◆ INSTRUCTIONS FOR THE TASK:
Report each line of the records where "when" occurs.

◆ DATA FOR THIS TASK:
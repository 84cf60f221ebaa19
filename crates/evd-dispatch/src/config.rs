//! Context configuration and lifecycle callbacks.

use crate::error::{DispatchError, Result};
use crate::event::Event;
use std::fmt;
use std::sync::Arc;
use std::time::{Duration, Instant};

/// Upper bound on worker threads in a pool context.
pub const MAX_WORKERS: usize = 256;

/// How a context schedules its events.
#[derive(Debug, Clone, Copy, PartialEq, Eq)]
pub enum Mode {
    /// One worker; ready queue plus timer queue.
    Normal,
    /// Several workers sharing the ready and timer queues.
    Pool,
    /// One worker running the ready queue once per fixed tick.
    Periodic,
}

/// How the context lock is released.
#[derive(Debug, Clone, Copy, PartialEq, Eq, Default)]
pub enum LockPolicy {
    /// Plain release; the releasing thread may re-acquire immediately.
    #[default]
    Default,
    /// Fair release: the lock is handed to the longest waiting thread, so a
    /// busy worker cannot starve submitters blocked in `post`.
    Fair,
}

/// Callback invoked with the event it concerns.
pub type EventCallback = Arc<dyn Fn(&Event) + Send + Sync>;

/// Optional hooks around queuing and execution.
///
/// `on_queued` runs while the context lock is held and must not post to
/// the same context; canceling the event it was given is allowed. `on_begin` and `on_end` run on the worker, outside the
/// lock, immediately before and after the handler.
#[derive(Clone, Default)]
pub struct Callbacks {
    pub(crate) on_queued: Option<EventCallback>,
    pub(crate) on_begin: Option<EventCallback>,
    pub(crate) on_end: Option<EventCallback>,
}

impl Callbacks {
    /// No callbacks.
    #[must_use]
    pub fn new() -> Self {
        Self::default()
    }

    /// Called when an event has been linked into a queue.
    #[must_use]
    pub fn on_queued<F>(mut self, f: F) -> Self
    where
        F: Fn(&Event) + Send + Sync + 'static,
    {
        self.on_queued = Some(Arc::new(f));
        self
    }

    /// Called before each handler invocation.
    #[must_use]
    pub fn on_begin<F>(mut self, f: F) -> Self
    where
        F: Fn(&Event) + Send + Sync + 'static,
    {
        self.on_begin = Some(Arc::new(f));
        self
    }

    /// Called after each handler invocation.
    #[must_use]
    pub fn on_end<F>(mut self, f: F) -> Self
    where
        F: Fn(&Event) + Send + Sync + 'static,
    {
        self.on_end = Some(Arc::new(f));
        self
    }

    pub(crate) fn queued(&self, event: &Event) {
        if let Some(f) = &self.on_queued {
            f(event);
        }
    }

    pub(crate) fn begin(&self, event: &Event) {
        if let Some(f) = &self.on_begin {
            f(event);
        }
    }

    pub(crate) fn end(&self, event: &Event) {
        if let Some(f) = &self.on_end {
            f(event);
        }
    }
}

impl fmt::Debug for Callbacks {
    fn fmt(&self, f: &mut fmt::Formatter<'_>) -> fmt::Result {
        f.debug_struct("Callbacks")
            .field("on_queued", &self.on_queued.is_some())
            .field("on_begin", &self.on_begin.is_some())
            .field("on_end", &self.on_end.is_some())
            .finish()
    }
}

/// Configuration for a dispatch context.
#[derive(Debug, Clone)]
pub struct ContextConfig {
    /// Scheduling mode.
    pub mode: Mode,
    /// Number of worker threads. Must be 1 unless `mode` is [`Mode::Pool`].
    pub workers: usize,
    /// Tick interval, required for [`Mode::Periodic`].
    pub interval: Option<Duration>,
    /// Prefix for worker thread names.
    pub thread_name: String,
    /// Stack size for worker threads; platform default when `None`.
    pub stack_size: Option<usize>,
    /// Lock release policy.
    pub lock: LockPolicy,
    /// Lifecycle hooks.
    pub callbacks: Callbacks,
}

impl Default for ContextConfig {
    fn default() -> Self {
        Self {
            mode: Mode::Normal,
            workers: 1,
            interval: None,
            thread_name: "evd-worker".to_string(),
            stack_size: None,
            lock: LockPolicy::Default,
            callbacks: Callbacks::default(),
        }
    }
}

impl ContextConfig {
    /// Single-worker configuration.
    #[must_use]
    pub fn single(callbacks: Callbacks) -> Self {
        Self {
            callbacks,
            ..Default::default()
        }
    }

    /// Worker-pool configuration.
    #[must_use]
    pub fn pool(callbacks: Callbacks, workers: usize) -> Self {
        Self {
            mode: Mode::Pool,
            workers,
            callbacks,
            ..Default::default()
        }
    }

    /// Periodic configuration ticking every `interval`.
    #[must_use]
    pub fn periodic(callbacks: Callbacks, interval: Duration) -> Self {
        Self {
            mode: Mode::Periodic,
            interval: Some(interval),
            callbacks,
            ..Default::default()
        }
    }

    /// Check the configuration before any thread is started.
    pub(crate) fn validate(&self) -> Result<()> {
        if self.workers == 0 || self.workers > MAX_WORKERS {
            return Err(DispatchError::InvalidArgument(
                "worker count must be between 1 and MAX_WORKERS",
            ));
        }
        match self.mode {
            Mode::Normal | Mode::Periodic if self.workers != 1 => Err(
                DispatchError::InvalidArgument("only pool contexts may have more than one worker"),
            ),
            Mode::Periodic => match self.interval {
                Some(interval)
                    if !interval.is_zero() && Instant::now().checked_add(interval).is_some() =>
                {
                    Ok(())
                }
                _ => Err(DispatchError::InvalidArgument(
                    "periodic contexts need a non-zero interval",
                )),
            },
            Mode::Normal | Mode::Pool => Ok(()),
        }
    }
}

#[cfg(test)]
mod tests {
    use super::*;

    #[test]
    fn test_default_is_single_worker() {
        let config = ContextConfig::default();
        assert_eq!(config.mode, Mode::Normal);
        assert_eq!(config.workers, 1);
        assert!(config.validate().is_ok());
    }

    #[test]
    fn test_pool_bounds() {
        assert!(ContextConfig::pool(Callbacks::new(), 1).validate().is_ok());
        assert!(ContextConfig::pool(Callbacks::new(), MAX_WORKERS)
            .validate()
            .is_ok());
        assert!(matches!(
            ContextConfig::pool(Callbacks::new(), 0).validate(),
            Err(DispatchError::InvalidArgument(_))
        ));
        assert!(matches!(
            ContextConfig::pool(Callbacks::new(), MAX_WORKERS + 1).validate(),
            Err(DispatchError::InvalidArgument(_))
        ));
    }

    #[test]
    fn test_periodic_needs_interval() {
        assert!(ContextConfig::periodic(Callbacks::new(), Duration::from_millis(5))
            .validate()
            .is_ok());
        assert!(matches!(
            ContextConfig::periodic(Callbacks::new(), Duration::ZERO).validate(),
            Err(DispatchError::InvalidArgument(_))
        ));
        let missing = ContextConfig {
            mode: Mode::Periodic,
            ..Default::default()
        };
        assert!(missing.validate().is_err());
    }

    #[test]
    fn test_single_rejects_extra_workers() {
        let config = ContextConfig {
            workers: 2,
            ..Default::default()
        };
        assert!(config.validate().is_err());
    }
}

◆ FINISHED EXERCISE:
    /// Called when an event has been linked into a queue.
    /// Stack size for worker threads; platform default when `None`.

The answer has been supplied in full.